> [Data to use]
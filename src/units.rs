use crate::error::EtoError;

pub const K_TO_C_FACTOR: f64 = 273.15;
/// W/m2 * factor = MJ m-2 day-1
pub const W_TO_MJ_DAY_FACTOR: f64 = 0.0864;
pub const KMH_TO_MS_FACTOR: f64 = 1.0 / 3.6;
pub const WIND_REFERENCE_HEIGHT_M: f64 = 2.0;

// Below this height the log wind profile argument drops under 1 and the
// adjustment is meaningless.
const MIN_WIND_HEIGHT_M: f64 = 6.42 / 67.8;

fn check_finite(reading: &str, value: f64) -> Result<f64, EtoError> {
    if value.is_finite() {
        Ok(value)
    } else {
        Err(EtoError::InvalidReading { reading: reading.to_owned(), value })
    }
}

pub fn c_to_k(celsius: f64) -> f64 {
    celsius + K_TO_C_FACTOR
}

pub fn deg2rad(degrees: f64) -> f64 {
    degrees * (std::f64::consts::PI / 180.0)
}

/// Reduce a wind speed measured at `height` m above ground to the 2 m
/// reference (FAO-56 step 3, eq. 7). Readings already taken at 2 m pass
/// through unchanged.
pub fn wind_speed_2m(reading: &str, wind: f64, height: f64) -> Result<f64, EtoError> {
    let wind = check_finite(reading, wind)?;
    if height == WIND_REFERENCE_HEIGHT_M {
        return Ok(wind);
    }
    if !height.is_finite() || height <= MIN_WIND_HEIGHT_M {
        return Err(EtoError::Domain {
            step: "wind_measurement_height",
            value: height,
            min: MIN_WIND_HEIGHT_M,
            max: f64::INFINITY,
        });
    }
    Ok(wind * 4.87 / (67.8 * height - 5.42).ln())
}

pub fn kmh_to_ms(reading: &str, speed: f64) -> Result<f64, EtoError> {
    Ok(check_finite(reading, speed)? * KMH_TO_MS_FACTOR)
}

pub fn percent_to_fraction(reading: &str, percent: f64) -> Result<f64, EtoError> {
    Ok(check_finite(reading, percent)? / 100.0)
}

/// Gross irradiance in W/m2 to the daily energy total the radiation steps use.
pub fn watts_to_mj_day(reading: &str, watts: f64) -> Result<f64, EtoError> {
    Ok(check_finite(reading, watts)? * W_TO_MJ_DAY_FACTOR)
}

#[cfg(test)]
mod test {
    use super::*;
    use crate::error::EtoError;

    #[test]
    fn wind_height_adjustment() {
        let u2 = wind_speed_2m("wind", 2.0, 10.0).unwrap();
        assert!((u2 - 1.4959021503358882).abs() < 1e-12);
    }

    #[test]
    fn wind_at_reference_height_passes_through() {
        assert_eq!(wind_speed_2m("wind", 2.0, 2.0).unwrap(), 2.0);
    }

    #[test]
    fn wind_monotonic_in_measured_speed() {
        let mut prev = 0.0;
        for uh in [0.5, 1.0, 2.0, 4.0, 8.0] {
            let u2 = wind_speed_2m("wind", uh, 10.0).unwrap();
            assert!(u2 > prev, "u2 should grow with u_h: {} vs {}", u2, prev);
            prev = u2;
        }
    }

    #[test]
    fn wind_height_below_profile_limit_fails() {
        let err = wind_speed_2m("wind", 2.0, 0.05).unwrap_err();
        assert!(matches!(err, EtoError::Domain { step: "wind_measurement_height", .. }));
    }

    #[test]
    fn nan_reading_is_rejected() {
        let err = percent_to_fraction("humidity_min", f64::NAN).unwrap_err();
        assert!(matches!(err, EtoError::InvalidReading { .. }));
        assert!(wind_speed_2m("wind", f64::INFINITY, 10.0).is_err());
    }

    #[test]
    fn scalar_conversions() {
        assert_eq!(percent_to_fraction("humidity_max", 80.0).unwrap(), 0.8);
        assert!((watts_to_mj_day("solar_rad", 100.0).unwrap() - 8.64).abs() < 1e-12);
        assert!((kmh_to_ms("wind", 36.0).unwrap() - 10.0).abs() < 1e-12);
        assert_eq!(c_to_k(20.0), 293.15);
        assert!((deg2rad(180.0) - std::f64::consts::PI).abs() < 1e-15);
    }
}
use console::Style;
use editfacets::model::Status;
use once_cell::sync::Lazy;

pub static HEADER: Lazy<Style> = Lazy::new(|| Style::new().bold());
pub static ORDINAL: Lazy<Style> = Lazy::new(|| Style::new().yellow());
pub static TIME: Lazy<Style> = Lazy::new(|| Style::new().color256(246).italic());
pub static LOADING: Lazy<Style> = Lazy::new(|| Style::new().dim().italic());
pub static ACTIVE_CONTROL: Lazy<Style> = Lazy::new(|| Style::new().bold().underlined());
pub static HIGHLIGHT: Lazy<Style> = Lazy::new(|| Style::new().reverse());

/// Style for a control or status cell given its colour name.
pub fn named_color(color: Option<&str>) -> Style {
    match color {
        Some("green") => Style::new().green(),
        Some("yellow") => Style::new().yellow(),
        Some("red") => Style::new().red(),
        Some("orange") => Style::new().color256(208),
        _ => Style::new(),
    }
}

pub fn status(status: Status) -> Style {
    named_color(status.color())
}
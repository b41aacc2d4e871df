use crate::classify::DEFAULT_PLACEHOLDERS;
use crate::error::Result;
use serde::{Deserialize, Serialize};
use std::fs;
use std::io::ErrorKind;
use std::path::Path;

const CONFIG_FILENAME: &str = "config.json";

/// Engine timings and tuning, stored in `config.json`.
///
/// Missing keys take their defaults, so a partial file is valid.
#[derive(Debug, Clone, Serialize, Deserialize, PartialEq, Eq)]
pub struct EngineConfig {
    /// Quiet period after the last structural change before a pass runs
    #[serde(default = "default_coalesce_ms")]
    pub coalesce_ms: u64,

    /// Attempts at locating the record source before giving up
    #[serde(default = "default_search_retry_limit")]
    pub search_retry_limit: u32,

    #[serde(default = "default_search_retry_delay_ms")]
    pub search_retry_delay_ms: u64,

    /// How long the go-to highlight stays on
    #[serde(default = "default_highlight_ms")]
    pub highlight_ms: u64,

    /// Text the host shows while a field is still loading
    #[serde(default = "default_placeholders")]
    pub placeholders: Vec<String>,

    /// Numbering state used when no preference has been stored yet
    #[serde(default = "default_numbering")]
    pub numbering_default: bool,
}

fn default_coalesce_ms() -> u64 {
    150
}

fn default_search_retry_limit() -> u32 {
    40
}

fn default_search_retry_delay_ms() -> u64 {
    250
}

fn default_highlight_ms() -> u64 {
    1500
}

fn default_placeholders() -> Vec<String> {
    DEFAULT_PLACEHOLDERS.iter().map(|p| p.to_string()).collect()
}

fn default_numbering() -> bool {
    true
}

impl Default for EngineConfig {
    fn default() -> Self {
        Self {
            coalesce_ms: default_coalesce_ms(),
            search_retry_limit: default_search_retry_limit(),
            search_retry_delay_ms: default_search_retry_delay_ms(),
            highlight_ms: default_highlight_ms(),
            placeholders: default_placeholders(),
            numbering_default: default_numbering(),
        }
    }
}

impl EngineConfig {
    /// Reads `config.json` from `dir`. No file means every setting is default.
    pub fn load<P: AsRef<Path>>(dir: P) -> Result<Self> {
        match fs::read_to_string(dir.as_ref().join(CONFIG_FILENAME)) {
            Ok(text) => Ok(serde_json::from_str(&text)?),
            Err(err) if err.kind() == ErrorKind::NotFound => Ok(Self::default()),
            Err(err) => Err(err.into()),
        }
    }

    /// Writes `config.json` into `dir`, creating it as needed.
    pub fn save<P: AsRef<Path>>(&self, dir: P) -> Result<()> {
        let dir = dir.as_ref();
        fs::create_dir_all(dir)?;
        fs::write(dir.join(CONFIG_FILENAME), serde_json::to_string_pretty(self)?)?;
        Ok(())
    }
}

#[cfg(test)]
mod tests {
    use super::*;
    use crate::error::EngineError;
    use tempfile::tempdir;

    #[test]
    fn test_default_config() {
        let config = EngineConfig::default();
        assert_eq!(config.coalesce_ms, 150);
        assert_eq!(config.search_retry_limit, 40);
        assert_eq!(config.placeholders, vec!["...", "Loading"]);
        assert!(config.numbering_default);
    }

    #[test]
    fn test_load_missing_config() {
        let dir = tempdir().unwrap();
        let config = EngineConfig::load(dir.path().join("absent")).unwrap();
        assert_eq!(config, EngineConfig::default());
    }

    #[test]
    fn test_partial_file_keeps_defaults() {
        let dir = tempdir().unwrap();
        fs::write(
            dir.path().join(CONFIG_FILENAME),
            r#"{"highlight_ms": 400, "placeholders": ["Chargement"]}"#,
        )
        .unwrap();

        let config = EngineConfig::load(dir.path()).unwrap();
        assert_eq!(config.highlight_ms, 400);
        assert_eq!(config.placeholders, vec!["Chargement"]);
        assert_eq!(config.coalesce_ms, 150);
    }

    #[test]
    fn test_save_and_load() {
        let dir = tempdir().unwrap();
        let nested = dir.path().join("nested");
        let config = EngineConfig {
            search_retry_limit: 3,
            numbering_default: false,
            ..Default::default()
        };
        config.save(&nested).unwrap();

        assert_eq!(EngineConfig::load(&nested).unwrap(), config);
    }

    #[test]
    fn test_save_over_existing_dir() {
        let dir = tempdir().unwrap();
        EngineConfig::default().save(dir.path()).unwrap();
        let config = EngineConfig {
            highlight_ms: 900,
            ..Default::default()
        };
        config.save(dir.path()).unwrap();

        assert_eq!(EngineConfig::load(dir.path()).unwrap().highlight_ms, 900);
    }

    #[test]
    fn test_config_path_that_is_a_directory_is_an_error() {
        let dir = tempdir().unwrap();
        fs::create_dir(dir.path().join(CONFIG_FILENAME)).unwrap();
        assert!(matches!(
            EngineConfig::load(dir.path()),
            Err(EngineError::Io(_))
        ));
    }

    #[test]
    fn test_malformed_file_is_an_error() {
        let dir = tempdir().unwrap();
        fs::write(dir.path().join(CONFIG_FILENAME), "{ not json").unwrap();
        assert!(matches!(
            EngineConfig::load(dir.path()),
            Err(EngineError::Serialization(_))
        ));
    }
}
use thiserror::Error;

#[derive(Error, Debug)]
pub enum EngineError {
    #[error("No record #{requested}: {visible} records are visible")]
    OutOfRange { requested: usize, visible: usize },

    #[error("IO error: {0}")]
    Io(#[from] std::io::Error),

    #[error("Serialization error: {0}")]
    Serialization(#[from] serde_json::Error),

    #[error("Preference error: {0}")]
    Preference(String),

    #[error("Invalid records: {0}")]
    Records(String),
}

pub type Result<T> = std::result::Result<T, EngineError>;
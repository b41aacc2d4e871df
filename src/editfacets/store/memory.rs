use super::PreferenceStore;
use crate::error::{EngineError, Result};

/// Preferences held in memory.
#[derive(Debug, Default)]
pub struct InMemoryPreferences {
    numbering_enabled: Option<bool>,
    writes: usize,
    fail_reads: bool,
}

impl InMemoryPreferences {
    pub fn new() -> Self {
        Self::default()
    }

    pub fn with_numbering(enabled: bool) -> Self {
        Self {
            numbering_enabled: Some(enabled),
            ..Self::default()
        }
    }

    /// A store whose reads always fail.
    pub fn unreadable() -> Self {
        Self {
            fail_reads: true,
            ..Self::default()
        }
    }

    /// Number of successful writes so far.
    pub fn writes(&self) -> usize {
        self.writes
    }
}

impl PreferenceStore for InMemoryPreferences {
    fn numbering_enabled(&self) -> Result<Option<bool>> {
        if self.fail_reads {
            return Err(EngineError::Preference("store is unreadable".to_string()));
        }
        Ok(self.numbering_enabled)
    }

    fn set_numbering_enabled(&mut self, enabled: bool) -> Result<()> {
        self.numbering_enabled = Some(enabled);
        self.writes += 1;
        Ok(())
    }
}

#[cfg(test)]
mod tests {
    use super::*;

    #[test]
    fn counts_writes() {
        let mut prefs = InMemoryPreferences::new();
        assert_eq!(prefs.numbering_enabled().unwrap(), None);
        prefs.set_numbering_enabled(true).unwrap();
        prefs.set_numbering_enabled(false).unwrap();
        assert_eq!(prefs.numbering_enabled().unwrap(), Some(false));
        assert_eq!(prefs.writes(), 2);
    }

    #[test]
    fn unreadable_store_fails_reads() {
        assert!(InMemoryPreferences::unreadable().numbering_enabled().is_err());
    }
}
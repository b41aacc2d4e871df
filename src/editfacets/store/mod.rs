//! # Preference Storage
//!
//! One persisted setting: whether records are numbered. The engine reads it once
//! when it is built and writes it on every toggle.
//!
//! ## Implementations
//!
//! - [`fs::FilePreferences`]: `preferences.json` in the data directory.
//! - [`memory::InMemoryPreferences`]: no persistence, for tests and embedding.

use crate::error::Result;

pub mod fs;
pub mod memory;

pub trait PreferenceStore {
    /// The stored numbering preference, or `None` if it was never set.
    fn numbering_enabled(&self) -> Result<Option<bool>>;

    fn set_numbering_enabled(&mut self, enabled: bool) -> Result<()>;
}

> [Exercise instructions] Every line in the records above that contains the word "prefs" is to be copied out.

> [The answer]
        let mut prefs = InMemoryPreferences::new();
        assert_eq!(prefs.numbering_enabled().unwrap(), None);
        prefs.set_numbering_enabled(true).unwrap();
        prefs.set_numbering_enabled(false).unwrap();
        assert_eq!(prefs.numbering_enabled().unwrap(), Some(false));
        assert_eq!(prefs.writes(), 2);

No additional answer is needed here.